So basically then all other areas get 4 channels but Bendigo would get 2?
Bendigo would have 3: ABC, Southern Cross, SBS. Possibly Gippsland as the other SCN market would have followed this model, too. But it seems to have only been a wish-list from SCN and hoping that aggregation would fall over, and if it did, who knows what would have happened elsewhere.
Well at least Bendigo got aggregated like the other markets and not left out. They wouldn’t be able to relay SBS when the other markets got aggregated as SBS launched in Regional VIC when aggregation started.
Though you could take “aggregation using only two stations instead of three” to mean doing Tasmania style aggregation of combining two markets to make smaller but more viable station groupings.
It would have advantaged SCN a lot given in Victoria that would have been a VTV/BCV market and a AMV/GLV one - though in that circumstance maybe they’d have to have been a Seven/Ten in the West and a Nine/Ten affiliate in the East of the state, given Vic and Prime already had deals.
My other reading from “networking with the established stations in other areas” would be similar, but that they’d control the out of area market station - so say if SCN wanted to be a Nine/Ten affiliate, they could ‘aggregate’ with AMV and network a feed of that in to their market but control/split the advertising? Something vaguely similar happened with MTN’s AMN service, which was “networked” from Prime, but under their control.
If they only needed to find one additional frequency, that might have made more VHF possible than the three channel plans as well.
I remember in early 1990 seeing on NRTV a fairly aggressive anti-aggregation ad campaign. After aggregation, when phone competition arrived and Australians had to choose between Telstra and Optus for their default long distance carrier, the Lismore aera had the highest result for Optus.
I wonder if NRTV used a variation of this ad that aired on BTV6. I can imagine various stations just put in their own presenter inserts around the generic footage/jingle?
Source: Australian Television Archive
Just a few selected at random…
After GLV moved from 10 to 8.
Whose logo was the 8-10 one?
It looks like it should be a New Zealand one!
No, the NRTV one I saw was negative, not feel-good like this one.
GLV10 and BCV8
What always got me about this logo is that it should have been 8 on top and 11 on bottom to reflect RTN8 was the northern transmitter and NRN11 was the southern transmitter.
Yes and no, I always thought 11-8 rolled off the tongue better than 8-11, and the latter sounded a bit too close to the name of a convenience store.
TNQ-7 and FNQ-10 at one point used this logo.

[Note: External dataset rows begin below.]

//! Local signal adapters.

mod in_memory;
mod local_bus;

pub use in_memory::InMemorySignalPublisher;
pub use local_bus::LocalEventBus;
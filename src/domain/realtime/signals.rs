//! In-process signals relayed to other parts of the application.

use serde_json::Value;

/// Local broadcast emitted after an inbound realtime event.
#[derive(Debug, Clone, PartialEq)]
pub enum LocalSignal {
    /// Carries the inventory update exactly as received.
    VehicleUpdated(Value),
    /// Carries the notification object exactly as received.
    NewNotification(Value),
}

impl LocalSignal {
    pub const VEHICLE_UPDATED: &'static str = "vehicle-updated";
    pub const NEW_NOTIFICATION: &'static str = "new-notification";

    pub fn name(&self) -> &'static str {
        match self {
            LocalSignal::VehicleUpdated(_) => Self::VEHICLE_UPDATED,
            LocalSignal::NewNotification(_) => Self::NEW_NOTIFICATION,
        }
    }

    pub fn payload(&self) -> &Value {
        match self {
            LocalSignal::VehicleUpdated(payload) | LocalSignal::NewNotification(payload) => {
                payload
            }
        }
    }
}
//! Socket.IO v4 text packet codec (Engine.IO v4 framing, default namespace).
//!
//! | Frame | Meaning |
//! |-------|---------|
//! | `0{...}` | Engine.IO open (session parameters) |
//! | `1` | Engine.IO close |
//! | `2` / `3` | ping / pong |
//! | `40` / `40{...}` | namespace connect / ack |
//! | `41` | namespace disconnect |
//! | `42["name", payload]` | event |
//! | `44{...}` | namespace connect error |
//! | `6` | noop |
//!
//! Binary attachments and custom namespaces are not used by the storefront
//! server and are rejected.

use serde::Deserialize;
use serde_json::Value;
use std::time::Duration;
use thiserror::Error;

/// Session parameters sent by the server in the open packet.
#[derive(Debug, Clone, PartialEq, Eq, Deserialize)]
#[serde(rename_all = "camelCase")]
pub struct OpenPayload {
    pub sid: String,
    #[serde(default)]
    pub upgrades: Vec<String>,
    pub ping_interval: u64,
    pub ping_timeout: u64,
    #[serde(default)]
    pub max_payload: Option<u64>,
}

impl OpenPayload {
    /// How long the connection may stay silent before it is considered dead.
    pub fn liveness_window(&self) -> Duration {
        Duration::from_millis(self.ping_interval.saturating_add(self.ping_timeout))
    }
}

#[derive(Debug, Clone, PartialEq)]
pub enum Packet {
    Open(OpenPayload),
    Close,
    Ping,
    Pong,
    Noop,
    /// Connect request from the client (no payload) or ack from the server.
    Connect(Option<Value>),
    Disconnect,
    Event { name: String, payload: Value },
    ConnectError(Value),
}

#[derive(Debug, Clone, PartialEq, Eq, Error)]
pub enum CodecError {
    #[error("empty packet")]
    Empty,

    #[error("unknown packet type '{0}'")]
    UnknownType(String),

    #[error("unsupported namespace '{0}'")]
    UnsupportedNamespace(String),

    #[error("malformed packet: {0}")]
    Malformed(String),
}

impl Packet {
    pub fn decode(frame: &str) -> Result<Self, CodecError> {
        let mut chars = frame.chars();
        let engine_type = chars.next().ok_or(CodecError::Empty)?;
        let rest = chars.as_str();

        match engine_type {
            '0' => serde_json::from_str(rest)
                .map(Packet::Open)
                .map_err(|e| CodecError::Malformed(e.to_string())),
            '1' => Ok(Packet::Close),
            '2' => Ok(Packet::Ping),
            '3' => Ok(Packet::Pong),
            '6' => Ok(Packet::Noop),
            '4' => Self::decode_socket(rest),
            other => Err(CodecError::UnknownType(other.to_string())),
        }
    }

    fn decode_socket(packet: &str) -> Result<Self, CodecError> {
        let mut chars = packet.chars();
        let socket_type = chars.next().ok_or(CodecError::Empty)?;
        let body = chars.as_str();

        if body.starts_with('/') {
            let namespace = body.split(',').next().unwrap_or(body);
            return Err(CodecError::UnsupportedNamespace(namespace.to_string()));
        }

        match socket_type {
            '0' => {
                if body.is_empty() {
                    Ok(Packet::Connect(None))
                } else {
                    serde_json::from_str(body)
                        .map(|v| Packet::Connect(Some(v)))
                        .map_err(|e| CodecError::Malformed(e.to_string()))
                }
            }
            '1' => Ok(Packet::Disconnect),
            '2' => Self::decode_event(body),
            '4' => serde_json::from_str(body)
                .map(Packet::ConnectError)
                .map_err(|e| CodecError::Malformed(e.to_string())),
            other => Err(CodecError::UnknownType(format!("4{}", other))),
        }
    }

    fn decode_event(body: &str) -> Result<Self, CodecError> {
        // Optional ack id precedes the argument array.
        let args = body.trim_start_matches(|c: char| c.is_ascii_digit());
        let values: Vec<Value> =
            serde_json::from_str(args).map_err(|e| CodecError::Malformed(e.to_string()))?;

        let mut values = values.into_iter();
        let name = match values.next() {
            Some(Value::String(name)) => name,
            _ => return Err(CodecError::Malformed("event name missing".to_string())),
        };
        let payload = values.next().unwrap_or(Value::Null);
        Ok(Packet::Event { name, payload })
    }

    pub fn encode(&self) -> String {
        match self {
            Packet::Open(_) => "0".to_string(),
            Packet::Close => "1".to_string(),
            Packet::Ping => "2".to_string(),
            Packet::Pong => "3".to_string(),
            Packet::Noop => "6".to_string(),
            Packet::Connect(None) => "40".to_string(),
            Packet::Connect(Some(auth)) => format!("40{}", auth),
            Packet::Disconnect => "41".to_string(),
            Packet::Event { name, payload } => {
                format!("42{}", Value::Array(vec![Value::String(name.clone()), payload.clone()]))
            }
            Packet::ConnectError(data) => format!("44{}", data),
        }
    }
}
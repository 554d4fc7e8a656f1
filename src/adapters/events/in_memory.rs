//! In-memory signal publisher for testing.
//!
//! Captures every published `LocalSignal` for assertions.
//!
//! # Security Note
//!
//! This adapter is for **testing only**. It uses `.expect()` on lock
//! operations which will panic if locks are poisoned. Production code should
//! use `LocalEventBus`.

use std::sync::RwLock;

use crate::domain::realtime::LocalSignal;
use crate::ports::LocalEventPublisher;

/// In-memory signal publisher for testing.
///
/// # Example
///
/// ```ignore
/// let signals = Arc::new(InMemorySignalPublisher::new());
/// // ... drive the client ...
/// assert_eq!(signals.signal_count(), 1);
/// assert!(signals.has_signal("vehicle-updated"));
/// ```
#[derive(Default)]
pub struct InMemorySignalPublisher {
    published: RwLock<Vec<LocalSignal>>,
}

impl InMemorySignalPublisher {
    pub fn new() -> Self {
        Self::default()
    }

    // === Test Helpers ===

    /// Returns all published signals.
    ///
    /// # Panics
    ///
    /// Panics if the internal lock is poisoned.
    pub fn published_signals(&self) -> Vec<LocalSignal> {
        self.published
            .read()
            .expect("InMemorySignalPublisher: published lock poisoned")
            .clone()
    }

    /// Returns signals with the given name.
    pub fn signals_named(&self, name: &str) -> Vec<LocalSignal> {
        self.published_signals()
            .into_iter()
            .filter(|s| s.name() == name)
            .collect()
    }

    pub fn signal_count(&self) -> usize {
        self.published
            .read()
            .expect("InMemorySignalPublisher: published lock poisoned")
            .len()
    }

    pub fn has_signal(&self, name: &str) -> bool {
        self.published
            .read()
            .expect("InMemorySignalPublisher: published lock poisoned")
            .iter()
            .any(|s| s.name() == name)
    }

    pub fn clear(&self) {
        self.published
            .write()
            .expect("InMemorySignalPublisher: published write lock poisoned")
            .clear();
    }
}

impl LocalEventPublisher for InMemorySignalPublisher {
    fn publish(&self, signal: LocalSignal) {
        self.published
            .write()
            .expect("InMemorySignalPublisher: published write lock poisoned")
            .push(signal);
    }
}

#[cfg(test)]
mod tests {
    use super::*;
    use serde_json::json;

    #[test]
    fn captures_signals_in_order() {
        let publisher = InMemorySignalPublisher::new();
        publisher.publish(LocalSignal::VehicleUpdated(json!({"vehicleId": "veh_1"})));
        publisher.publish(LocalSignal::NewNotification(json!({"title": "Hi"})));

        assert_eq!(publisher.signal_count(), 2);
        assert!(publisher.has_signal("new-notification"));
        assert_eq!(publisher.signals_named("vehicle-updated").len(), 1);
    }

    #[test]
    fn clear_resets_capture() {
        let publisher = InMemorySignalPublisher::new();
        publisher.publish(LocalSignal::VehicleUpdated(json!(null)));
        publisher.clear();
        assert_eq!(publisher.signal_count(), 0);
    }
}
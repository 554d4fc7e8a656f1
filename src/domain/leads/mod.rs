//! Customer leads submitted from the storefront.
//!
//! Field values travel as the form captured them (strings), except for the
//! trade-in checkboxes. `validate` only checks the fields the forms mark as
//! required; everything else is the backend's call.

mod financing;
mod test_drive;
mod trade_in;

pub use financing::{FinancingApplication, DEFAULT_LOAN_TERM_MONTHS};
pub use test_drive::{TestDriveRequest, DEFAULT_LOCATION, TIME_SLOTS};
pub use trade_in::TradeInSubmission;

use serde::Deserialize;

use crate::domain::foundation::ValidationError;

/// Backend acknowledgement of a submitted lead.
#[derive(Debug, Clone, PartialEq, Eq, Deserialize)]
pub struct LeadReceipt {
    pub success: bool,
    #[serde(default)]
    pub message: Option<String>,
}

pub(crate) fn require(field: &'static str, value: &str) -> Result<(), ValidationError> {
    if value.trim().is_empty() {
        return Err(ValidationError::empty_field(field));
    }
    Ok(())
}

pub(crate) fn require_email(field: &'static str, value: &str) -> Result<(), ValidationError> {
    require(field, value)?;
    let (local, domain) = value
        .trim()
        .split_once('@')
        .ok_or_else(|| ValidationError::invalid_format(field, "missing '@'"))?;
    if local.is_empty() || !domain.contains('.') {
        return Err(ValidationError::invalid_format(field, "not an email address"));
    }
    Ok(())
}

#[cfg(test)]
mod tests {
    use super::*;

    #[test]
    fn require_rejects_whitespace() {
        assert_eq!(
            require("firstName", "  "),
            Err(ValidationError::empty_field("firstName"))
        );
        assert!(require("firstName", "Ana").is_ok());
    }

    #[test]
    fn require_email_checks_shape() {
        assert!(require_email("email", "ana@example.ph").is_ok());
        assert!(require_email("email", "ana.example.ph").is_err());
        assert!(require_email("email", "@example.ph").is_err());
        assert!(require_email("email", "ana@localhost").is_err());
    }

    #[test]
    fn receipt_message_is_optional() {
        let receipt: LeadReceipt = serde_json::from_str(r#"{"success":true}"#).unwrap();
        assert!(receipt.success);
        assert!(receipt.message.is_none());
    }
}
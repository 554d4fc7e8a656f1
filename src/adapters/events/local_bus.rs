//! Process-wide broadcast of local signals over `tokio::sync::broadcast`.

use tokio::sync::broadcast;

use crate::domain::realtime::LocalSignal;
use crate::ports::LocalEventPublisher;

/// Fan-out of `LocalSignal`s to any number of in-process listeners.
///
/// Slow listeners lag and lose the oldest signals rather than blocking the
/// realtime loop.
#[derive(Debug, Clone)]
pub struct LocalEventBus {
    sender: broadcast::Sender<LocalSignal>,
}

impl LocalEventBus {
    pub fn new(capacity: usize) -> Self {
        let (sender, _) = broadcast::channel(capacity.max(1));
        Self { sender }
    }

    pub fn subscribe(&self) -> broadcast::Receiver<LocalSignal> {
        self.sender.subscribe()
    }

    pub fn listener_count(&self) -> usize {
        self.sender.receiver_count()
    }
}

impl LocalEventPublisher for LocalEventBus {
    fn publish(&self, signal: LocalSignal) {
        let name = signal.name();
        match self.sender.send(signal) {
            Ok(listeners) => tracing::debug!(signal = name, listeners, "Local signal published"),
            Err(_) => tracing::trace!(signal = name, "Local signal dropped, no listeners"),
        }
    }
}
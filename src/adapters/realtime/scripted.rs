//! Scripted realtime transport for testing.
//!
//! Connection attempts follow a script (accept / refuse); once the script is
//! used up, the fallback step applies to every further attempt. Tests push
//! inbound events into the live connection and inspect what the client
//! emitted.
//!
//! # Example
//!
//! ```ignore
//! let transport = ScriptedTransport::new().then_accept();
//! // ... open the client and wait for Connected ...
//! transport.push_event("inventory-update", json!({"type": "LOW_STOCK", "stockCount": 2}));
//! assert_eq!(transport.emitted_names(), vec!["join-user"]);
//! ```

use async_trait::async_trait;
use serde_json::Value;
use std::collections::VecDeque;
use std::sync::{Arc, Mutex, MutexGuard};
use tokio::sync::mpsc;

use crate::ports::{ConnectionFailure, InboundMessage, RealtimeConnection, RealtimeTransport};

/// Outcome of one connection attempt.
#[derive(Debug, Clone, PartialEq, Eq)]
pub enum ConnectStep {
    Accept,
    Refuse,
}

enum ServerFrame {
    Event(InboundMessage),
    Fail(ConnectionFailure),
}

#[derive(Default)]
struct ScriptState {
    script: VecDeque<ConnectStep>,
    fallback: Option<ConnectStep>,
    attempts: u32,
    emitted: Vec<(String, Value)>,
    closed: u32,
    live: Option<mpsc::UnboundedSender<ServerFrame>>,
}

/// Transport double whose connection attempts follow a script.
///
/// # Panics
///
/// Methods panic if the internal lock is poisoned.
#[derive(Clone, Default)]
pub struct ScriptedTransport {
    state: Arc<Mutex<ScriptState>>,
}

impl ScriptedTransport {
    /// Every attempt is refused until steps are scripted.
    pub fn new() -> Self {
        Self::default()
    }

    /// Every attempt is accepted.
    pub fn always_accept() -> Self {
        Self::new().otherwise(ConnectStep::Accept)
    }

    /// Every attempt is refused.
    pub fn always_refuse() -> Self {
        Self::new().otherwise(ConnectStep::Refuse)
    }

    pub fn then_accept(self) -> Self {
        self.lock().script.push_back(ConnectStep::Accept);
        self
    }

    pub fn then_refuse(self) -> Self {
        self.lock().script.push_back(ConnectStep::Refuse);
        self
    }

    /// Step used once the script is exhausted (default: refuse).
    pub fn otherwise(self, step: ConnectStep) -> Self {
        self.lock().fallback = Some(step);
        self
    }

    fn lock(&self) -> MutexGuard<'_, ScriptState> {
        self.state.lock().expect("ScriptedTransport: lock poisoned")
    }

    // === Test Helpers ===

    pub fn attempts(&self) -> u32 {
        self.lock().attempts
    }

    pub fn emitted(&self) -> Vec<(String, Value)> {
        self.lock().emitted.clone()
    }

    pub fn emitted_names(&self) -> Vec<String> {
        self.lock().emitted.iter().map(|(n, _)| n.clone()).collect()
    }

    /// Times the client closed a connection.
    pub fn closed(&self) -> u32 {
        self.lock().closed
    }

    pub fn has_live_connection(&self) -> bool {
        self.lock().live.as_ref().is_some_and(|tx| !tx.is_closed())
    }

    /// Delivers an event on the live connection. False if none is live.
    pub fn push_event(&self, name: &str, payload: Value) -> bool {
        self.send(ServerFrame::Event(InboundMessage::new(name, payload)))
    }

    /// Breaks the live connection with an error.
    pub fn fail_connection(&self, reason: &str) -> bool {
        self.send(ServerFrame::Fail(ConnectionFailure::Lost(reason.to_string())))
    }

    /// Server-side close of the live connection.
    pub fn drop_connection(&self) -> bool {
        self.lock().live.take().is_some()
    }

    fn send(&self, frame: ServerFrame) -> bool {
        self.lock()
            .live
            .as_ref()
            .is_some_and(|tx| tx.send(frame).is_ok())
    }
}

#[async_trait]
impl RealtimeTransport for ScriptedTransport {
    async fn connect(&self) -> Result<Box<dyn RealtimeConnection>, ConnectionFailure> {
        let mut state = self.lock();
        state.attempts += 1;
        let step = state
            .script
            .pop_front()
            .or_else(|| state.fallback.clone())
            .unwrap_or(ConnectStep::Refuse);

        match step {
            ConnectStep::Refuse => Err(ConnectionFailure::Refused(format!(
                "scripted refusal #{}",
                state.attempts
            ))),
            ConnectStep::Accept => {
                let (tx, rx) = mpsc::unbounded_channel();
                state.live = Some(tx);
                Ok(Box::new(ScriptedConnection {
                    inbound: rx,
                    state: Arc::clone(&self.state),
                }))
            }
        }
    }
}

struct ScriptedConnection {
    inbound: mpsc::UnboundedReceiver<ServerFrame>,
    state: Arc<Mutex<ScriptState>>,
}

#[async_trait]
impl RealtimeConnection for ScriptedConnection {
    async fn emit(&mut self, name: &str, payload: Value) -> Result<(), ConnectionFailure> {
        self.state
            .lock()
            .expect("ScriptedTransport: lock poisoned")
            .emitted
            .push((name.to_string(), payload));
        Ok(())
    }

    async fn next_event(&mut self) -> Option<Result<InboundMessage, ConnectionFailure>> {
        match self.inbound.recv().await? {
            ServerFrame::Event(message) => Some(Ok(message)),
            ServerFrame::Fail(failure) => Some(Err(failure)),
        }
    }

    async fn close(&mut self) {
        self.inbound.close();
        let mut state = self.state.lock().expect("ScriptedTransport: lock poisoned");
        state.closed += 1;
        state.live = None;
    }
}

FNQ … frequently heard south of the border during State Of Origin times…
You are right, 11-8 rolls off the tongue better.
I was going to ask if anyone had heard of the name of that convenience store back when the 11-8 name was in use. Very shocked to see the 7-11 brand was in use in Australia in 1977. I recall it from American TV and cinema but don’t think I saw one of those stores pop up near me until the 1990s.
I just guessed that 11 came first because it was possibly the larger of the two markets so potentially the bigger of the 2 companies that merged to form 11-8.
9-8 Television, a merge of NEN-9 Tamworth and ECN-8 Taree. This would be ECN’s second attempt after its short-lived merge with NRN-11 ended in 1969.